[Stored items from a collection]
※
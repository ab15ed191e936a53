//! Shops service errors.

use sqlx::{
    Error,
    error::{DatabaseError, ErrorKind},
};
use thiserror::Error;

#[derive(Debug, Error)]
pub enum ShopsServiceError {
    #[error("shop already exists")]
    AlreadyExists,

    #[error("shop not found")]
    NotFound,

    #[error("unknown timezone `{0}`")]
    InvalidTimezone(String),

    #[error("storage error")]
    Sql(#[source] Error),
}

impl From<Error> for ShopsServiceError {
    fn from(error: Error) -> Self {
        if matches!(error, Error::RowNotFound) {
            return Self::NotFound;
        }

        match error.as_database_error().map(DatabaseError::kind) {
            Some(ErrorKind::UniqueViolation) => Self::AlreadyExists,
            Some(ErrorKind::Other | _) | None => Self::Sql(error),
        }
    }
}
//! Appointments Repository

use std::str::FromStr;

use chairtime::appointments::AppointmentStatus;
use jiff::Timestamp;
use jiff_sqlx::Timestamp as SqlxTimestamp;
use sqlx::{FromRow, Postgres, Row, Transaction, postgres::PgRow, query_as, query_scalar};
use uuid::Uuid;

use crate::domain::{
    appointments::models::{Appointment, AppointmentUuid, BookedWindow, NewAppointment},
    barbers::models::BarberUuid,
    catalog::models::Service,
    shops::models::ShopUuid,
    users::{models::UserUuid, repository::try_get_unsigned},
};

const CREATE_APPOINTMENT_SQL: &str = include_str!("sql/create_appointment.sql");
const GET_APPOINTMENT_SQL: &str = include_str!("sql/get_appointment.sql");
const GET_APPOINTMENT_FOR_UPDATE_SQL: &str = include_str!("sql/get_appointment_for_update.sql");
const LIST_FOR_BARBER_SQL: &str = include_str!("sql/list_for_barber.sql");
const LOCK_OVERLAPPING_SQL: &str = include_str!("sql/lock_overlapping.sql");
const BOOKED_WINDOWS_SQL: &str = include_str!("sql/booked_windows.sql");
const UPDATE_STATUS_SQL: &str = include_str!("sql/update_status.sql");
const SET_RATING_SQL: &str = include_str!("sql/set_rating.sql");
const MARK_PAID_SQL: &str = include_str!("sql/mark_paid.sql");

#[derive(Debug, Clone, Default)]
pub(crate) struct PgAppointmentsRepository;

impl PgAppointmentsRepository {
    #[must_use]
    pub(crate) fn new() -> Self {
        Self
    }

    pub(crate) async fn create_appointment(
        &self,
        tx: &mut Transaction<'_, Postgres>,
        shop: ShopUuid,
        appointment: &NewAppointment,
        service: &Service,
        ends_at: Timestamp,
    ) -> Result<Appointment, sqlx::Error> {
        let price = i64::try_from(service.price).map_err(|e| sqlx::Error::Encode(Box::new(e)))?;

        query_as::<Postgres, Appointment>(CREATE_APPOINTMENT_SQL)
            .bind(appointment.uuid.into_uuid())
            .bind(shop.into_uuid())
            .bind(appointment.customer_uuid.into_uuid())
            .bind(appointment.barber_uuid.into_uuid())
            .bind(&service.name)
            .bind(price)
            .bind(service.duration_minutes)
            .bind(SqlxTimestamp::from(appointment.starts_at))
            .bind(SqlxTimestamp::from(ends_at))
            .fetch_one(&mut **tx)
            .await
    }

    pub(crate) async fn get_appointment(
        &self,
        tx: &mut Transaction<'_, Postgres>,
        shop: ShopUuid,
        appointment: AppointmentUuid,
    ) -> Result<Appointment, sqlx::Error> {
        query_as::<Postgres, Appointment>(GET_APPOINTMENT_SQL)
            .bind(shop.into_uuid())
            .bind(appointment.into_uuid())
            .fetch_one(&mut **tx)
            .await
    }

    /// Fetch and row-lock an appointment for the rest of the transaction.
    pub(crate) async fn get_appointment_for_update(
        &self,
        tx: &mut Transaction<'_, Postgres>,
        shop: ShopUuid,
        appointment: AppointmentUuid,
    ) -> Result<Appointment, sqlx::Error> {
        query_as::<Postgres, Appointment>(GET_APPOINTMENT_FOR_UPDATE_SQL)
            .bind(shop.into_uuid())
            .bind(appointment.into_uuid())
            .fetch_one(&mut **tx)
            .await
    }

    pub(crate) async fn list_for_barber(
        &self,
        tx: &mut Transaction<'_, Postgres>,
        shop: ShopUuid,
        barber: BarberUuid,
        from: Timestamp,
        to: Timestamp,
    ) -> Result<Vec<Appointment>, sqlx::Error> {
        query_as::<Postgres, Appointment>(LIST_FOR_BARBER_SQL)
            .bind(shop.into_uuid())
            .bind(barber.into_uuid())
            .bind(SqlxTimestamp::from(from))
            .bind(SqlxTimestamp::from(to))
            .fetch_all(&mut **tx)
            .await
    }

    /// Row-lock every slot-holding appointment that intersects
    /// `[starts_at, ends_at)`, returning their ids.
    pub(crate) async fn lock_overlapping(
        &self,
        tx: &mut Transaction<'_, Postgres>,
        shop: ShopUuid,
        barber: BarberUuid,
        starts_at: Timestamp,
        ends_at: Timestamp,
    ) -> Result<Vec<Uuid>, sqlx::Error> {
        query_scalar::<Postgres, Uuid>(LOCK_OVERLAPPING_SQL)
            .bind(shop.into_uuid())
            .bind(barber.into_uuid())
            .bind(SqlxTimestamp::from(starts_at))
            .bind(SqlxTimestamp::from(ends_at))
            .fetch_all(&mut **tx)
            .await
    }

    /// The slot-holding intervals that intersect `[from, to)` on one
    /// barber's calendar.
    pub(crate) async fn booked_windows(
        &self,
        tx: &mut Transaction<'_, Postgres>,
        shop: ShopUuid,
        barber: BarberUuid,
        from: Timestamp,
        to: Timestamp,
    ) -> Result<Vec<BookedWindow>, sqlx::Error> {
        query_as::<Postgres, BookedWindow>(BOOKED_WINDOWS_SQL)
            .bind(shop.into_uuid())
            .bind(barber.into_uuid())
            .bind(SqlxTimestamp::from(from))
            .bind(SqlxTimestamp::from(to))
            .fetch_all(&mut **tx)
            .await
    }

    pub(crate) async fn update_status(
        &self,
        tx: &mut Transaction<'_, Postgres>,
        shop: ShopUuid,
        appointment: AppointmentUuid,
        status: AppointmentStatus,
    ) -> Result<Appointment, sqlx::Error> {
        query_as::<Postgres, Appointment>(UPDATE_STATUS_SQL)
            .bind(shop.into_uuid())
            .bind(appointment.into_uuid())
            .bind(status.as_str())
            .fetch_one(&mut **tx)
            .await
    }

    pub(crate) async fn set_rating(
        &self,
        tx: &mut Transaction<'_, Postgres>,
        shop: ShopUuid,
        appointment: AppointmentUuid,
        rating: i16,
        review: Option<&str>,
    ) -> Result<Appointment, sqlx::Error> {
        query_as::<Postgres, Appointment>(SET_RATING_SQL)
            .bind(shop.into_uuid())
            .bind(appointment.into_uuid())
            .bind(rating)
            .bind(review)
            .fetch_one(&mut **tx)
            .await
    }

    /// Conditionally settle the bill: flips `payment_status` to paid only
    /// when it still is not, so a raced second payment updates zero rows.
    pub(crate) async fn mark_paid(
        &self,
        tx: &mut Transaction<'_, Postgres>,
        shop: ShopUuid,
        appointment: AppointmentUuid,
        amount: u64,
    ) -> Result<Option<Appointment>, sqlx::Error> {
        let amount = i64::try_from(amount).map_err(|e| sqlx::Error::Encode(Box::new(e)))?;

        query_as::<Postgres, Appointment>(MARK_PAID_SQL)
            .bind(shop.into_uuid())
            .bind(appointment.into_uuid())
            .bind(amount)
            .fetch_optional(&mut **tx)
            .await
    }
}

impl<'r> FromRow<'r, PgRow> for Appointment {
    fn from_row(row: &'r PgRow) -> sqlx::Result<Self> {
        let duration_minutes: i32 = row.try_get("duration_minutes")?;

        Ok(Self {
            uuid: AppointmentUuid::from_uuid(row.try_get("uuid")?),
            customer_uuid: UserUuid::from_uuid(row.try_get("customer_uuid")?),
            barber_uuid: BarberUuid::from_uuid(row.try_get("barber_uuid")?),
            service_name: row.try_get("service_name")?,
            price: try_get_unsigned(row, "price")?,
            duration_minutes: i64::from(duration_minutes),
            starts_at: row.try_get::<SqlxTimestamp, _>("starts_at")?.to_jiff(),
            ends_at: row.try_get::<SqlxTimestamp, _>("ends_at")?.to_jiff(),
            status: try_get_parsed(row, "status")?,
            payment_status: try_get_parsed(row, "payment_status")?,
            amount_paid: row
                .try_get::<Option<i64>, _>("amount_paid")?
                .map(|paid| {
                    u64::try_from(paid).map_err(|e| sqlx::Error::ColumnDecode {
                        index: "amount_paid".to_string(),
                        source: Box::new(e),
                    })
                })
                .transpose()?,
            rating: row.try_get("rating")?,
            review: row.try_get("review")?,
            created_at: row.try_get::<SqlxTimestamp, _>("created_at")?.to_jiff(),
            updated_at: row.try_get::<SqlxTimestamp, _>("updated_at")?.to_jiff(),
        })
    }
}

impl<'r> FromRow<'r, PgRow> for BookedWindow {
    fn from_row(row: &'r PgRow) -> sqlx::Result<Self> {
        let duration_minutes: i32 = row.try_get("duration_minutes")?;

        Ok(Self {
            starts_at: row.try_get::<SqlxTimestamp, _>("starts_at")?.to_jiff(),
            duration_minutes: i64::from(duration_minutes),
        })
    }
}

/// Decode a text column through its `FromStr` form.
fn try_get_parsed<T>(row: &PgRow, col: &str) -> Result<T, sqlx::Error>
where
    T: FromStr,
    T::Err: std::error::Error + Send + Sync + 'static,
{
    let text: String = row.try_get(col)?;

    text.parse().map_err(|e: T::Err| sqlx::Error::ColumnDecode {
        index: col.to_string(),
        source: Box::new(e),
    })
}
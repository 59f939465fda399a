//! Counter animator: eases a number in an element's text from start to end.

use crate::animation::Easing;
use crate::frame::{FrameControl, FrameEffect};
use crate::host::ElementHandle;

/// What to count and how long to take.
#[derive(Debug, Clone, PartialEq)]
pub struct CounterSpec {
    /// First displayed value.
    pub start: f64,
    /// Final displayed value, shown exactly.
    pub end: f64,
    /// Animation length in milliseconds.
    pub duration_ms: f64,
    /// Appended to every value (`"+"`, `"%"`, ...).
    pub suffix: String,
    /// Curve applied to elapsed time.
    pub easing: Easing,
}

impl CounterSpec {
    /// Creates a spec with no suffix and quartic ease-out.
    #[must_use]
    pub fn new(start: f64, end: f64, duration_ms: f64) -> Self {
        Self {
            start,
            end,
            duration_ms,
            suffix: String::new(),
            easing: Easing::QuarticOut,
        }
    }

    /// Sets the suffix.
    #[must_use]
    pub fn with_suffix(mut self, suffix: impl Into<String>) -> Self {
        self.suffix = suffix.into();
        self
    }

    /// Sets the easing curve.
    #[must_use]
    pub fn with_easing(mut self, easing: Easing) -> Self {
        self.easing = easing;
        self
    }

    /// Elapsed fraction at `elapsed_ms`, clamped to 1.
    #[must_use]
    pub fn progress(&self, elapsed_ms: f64) -> f64 {
        if self.duration_ms <= 0.0 {
            return 1.0;
        }
        (elapsed_ms / self.duration_ms).min(1.0)
    }

    /// Text shown at `progress`. At 1 this is exactly `end` plus the suffix.
    #[must_use]
    pub fn text_at(&self, progress: f64) -> String {
        if progress >= 1.0 {
            return format!("{}{}", self.end, self.suffix);
        }
        let eased = self.easing.apply(progress);
        let current = (self.start + (self.end - self.start) * eased).floor();
        format!("{}{}", current, self.suffix)
    }
}

/// A running counter.
pub struct CounterAnimation<E: ElementHandle> {
    element: E,
    spec: CounterSpec,
    started_at: Option<f64>,
}

impl<E: ElementHandle> CounterAnimation<E> {
    /// Prepares a counter; nothing is written until the first frame.
    pub fn new(element: E, spec: CounterSpec) -> Self {
        Self {
            element,
            spec,
            started_at: None,
        }
    }
}

impl<E: ElementHandle> FrameEffect for CounterAnimation<E> {
    fn frame(&mut self, now_ms: f64) -> FrameControl {
        let started_at = *self.started_at.get_or_insert(now_ms);
        let progress = self.spec.progress(now_ms - started_at);
        self.element.set_text(&self.spec.text_at(progress));

        if progress < 1.0 {
            FrameControl::Continue
        } else {
            FrameControl::Finish
        }
    }
}

#[cfg(test)]
mod tests {
    use super::*;
    use crate::mock::MockElement;

    #[test]
    fn test_first_frame_shows_start() {
        let element = MockElement::new("span");
        let mut counter = CounterAnimation::new(element.clone(), CounterSpec::new(10.0, 20.0, 500.0));
        assert_eq!(counter.frame(1234.0), FrameControl::Continue);
        assert_eq!(element.text(), "10");
    }

    #[test]
    fn test_ends_exactly() {
        let spec = CounterSpec::new(0.0, 99.5, 1000.0).with_suffix("%");
        assert_eq!(spec.text_at(1.0), "99.5%");
        assert_eq!(spec.text_at(0.999), "99%");
    }

    #[test]
    fn test_zero_duration_completes_at_once() {
        let element = MockElement::new("span");
        let mut counter = CounterAnimation::new(element.clone(), CounterSpec::new(0.0, 5.0, 0.0));
        assert_eq!(counter.frame(0.0), FrameControl::Finish);
        assert_eq!(element.text(), "5");
    }

    #[test]
    fn test_quartic_midpoint() {
        let spec = CounterSpec::new(0.0, 1000.0, 1000.0);
        // 1 - 0.5^4 = 0.9375
        assert_eq!(spec.text_at(spec.progress(500.0)), "937");
    }

    #[test]
    fn test_counting_down() {
        let spec = CounterSpec::new(100.0, 0.0, 1000.0);
        assert_eq!(spec.text_at(0.0), "100");
        assert_eq!(spec.text_at(1.0), "0");
    }
}
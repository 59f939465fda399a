//! Colors for canvas drawing.
//!
//! The brand accent is a deep red; particles and links share its hue and
//! differ only in alpha.

use std::fmt;

/// RGBA color with 8-bit channels and a fractional alpha.
#[derive(Debug, Clone, Copy, PartialEq)]
pub struct Color {
    /// Red component (0-255).
    pub r: u8,
    /// Green component (0-255).
    pub g: u8,
    /// Blue component (0-255).
    pub b: u8,
    /// Alpha component (0-1).
    pub a: f32,
}

impl Color {
    /// Brand red used by the particle field.
    pub const ACCENT: Self = Self::rgba(227, 27, 35, 1.0);

    /// Creates a color from RGBA values.
    #[must_use]
    pub const fn rgba(r: u8, g: u8, b: u8, a: f32) -> Self {
        Self { r, g, b, a }
    }

    /// Creates a color from RGB values with full alpha.
    #[must_use]
    pub const fn rgb(r: u8, g: u8, b: u8) -> Self {
        Self::rgba(r, g, b, 1.0)
    }

    /// Creates a color from hex value (0xRRGGBB).
    #[must_use]
    pub const fn hex(hex: u32) -> Self {
        Self::rgb(
            ((hex >> 16) & 0xFF) as u8,
            ((hex >> 8) & 0xFF) as u8,
            (hex & 0xFF) as u8,
        )
    }

    /// Returns a new color with different alpha.
    #[must_use]
    pub const fn with_alpha(self, a: f32) -> Self {
        Self::rgba(self.r, self.g, self.b, a)
    }

    /// Formats as a CSS `rgba()` color string.
    #[must_use]
    pub fn to_css(self) -> String {
        self.to_string()
    }
}

impl Default for Color {
    fn default() -> Self {
        Self::ACCENT
    }
}

impl fmt::Display for Color {
    fn fmt(&self, f: &mut fmt::Formatter<'_>) -> fmt::Result {
        write!(f, "rgba({}, {}, {}, {})", self.r, self.g, self.b, self.a)
    }
}
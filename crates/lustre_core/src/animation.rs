//! Easing curves and exponential followers.
//!
//! Time-based animations (counters) map elapsed fraction through an
//! [`Easing`]. Frame-based motion (the cursor) uses a [`Follower`], which
//! closes a fixed fraction of the remaining distance every frame.

use serde::Deserialize;

/// Easing function type.
#[derive(Debug, Clone, Copy, PartialEq, Eq, Default, Deserialize)]
#[serde(rename_all = "snake_case")]
pub enum Easing {
    /// Linear interpolation.
    Linear,
    /// Quartic ease-out: `1 - (1 - t)^4`.
    #[default]
    QuarticOut,
    /// Exponential ease-out: `1 - 2^(-10t)`.
    ExponentialOut,
}

impl Easing {
    /// Applies the easing function to a t value (0-1).
    #[must_use]
    pub fn apply(self, t: f64) -> f64 {
        let t = t.clamp(0.0, 1.0);

        match self {
            Self::Linear => t,
            Self::QuarticOut => 1.0 - (1.0 - t).powi(4),
            Self::ExponentialOut => {
                if t >= 1.0 {
                    1.0
                } else {
                    1.0 - 2.0_f64.powf(-10.0 * t)
                }
            }
        }
    }
}

/// A 2D point that chases a target by a fixed fraction per step.
#[derive(Debug, Clone, Copy, PartialEq)]
pub struct Follower {
    /// Current X.
    pub x: f64,
    /// Current Y.
    pub y: f64,
    /// Fraction of the remaining distance closed per step (0-1].
    rate: f64,
}

impl Follower {
    /// Creates a follower at the origin.
    #[must_use]
    pub const fn new(rate: f64) -> Self {
        Self { x: 0.0, y: 0.0, rate }
    }

    /// Returns the current position.
    #[must_use]
    pub fn position(&self) -> (f64, f64) {
        (self.x, self.y)
    }

    /// Moves toward the target by `rate` of the remaining distance.
    pub fn step(&mut self, target_x: f64, target_y: f64) {
        self.x += (target_x - self.x) * self.rate;
        self.y += (target_y - self.y) * self.rate;
    }
}

#[cfg(test)]
mod tests {
    use super::*;

    #[test]
    fn test_quartic_out_endpoints() {
        let easing = Easing::QuarticOut;
        assert!(easing.apply(0.0).abs() < f64::EPSILON);
        assert!((easing.apply(1.0) - 1.0).abs() < f64::EPSILON);
        // 1 - 0.5^4
        assert!((easing.apply(0.5) - 0.9375).abs() < 1e-12);
    }

    #[test]
    fn test_quartic_out_is_monotonic() {
        let easing = Easing::QuarticOut;
        let mut last = 0.0;
        for i in 0..=100 {
            let value = easing.apply(f64::from(i) / 100.0);
            assert!(value >= last);
            last = value;
        }
    }

    #[test]
    fn test_apply_clamps_input() {
        assert!((Easing::Linear.apply(2.0) - 1.0).abs() < f64::EPSILON);
        assert!(Easing::ExponentialOut.apply(-1.0).abs() < f64::EPSILON);
    }

    #[test]
    fn test_follower_closes_fraction_of_gap() {
        let mut follower = Follower::new(0.2);
        follower.step(100.0, 50.0);
        assert!((follower.x - 20.0).abs() < 1e-12);
        assert!((follower.y - 10.0).abs() < 1e-12);

        follower.step(100.0, 50.0);
        assert!((follower.x - 36.0).abs() < 1e-12);
    }

    #[test]
    fn test_follower_settles_without_new_input() {
        let mut follower = Follower::new(0.1);
        for _ in 0..500 {
            follower.step(300.0, 200.0);
        }
        assert!((follower.x - 300.0).abs() < 0.01);
        assert!((follower.y - 200.0).abs() < 0.01);
    }
}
※
* **Your instructions**: Your reply is one number: how many lines of the records above contain the word "every".

* **Written solution**: 3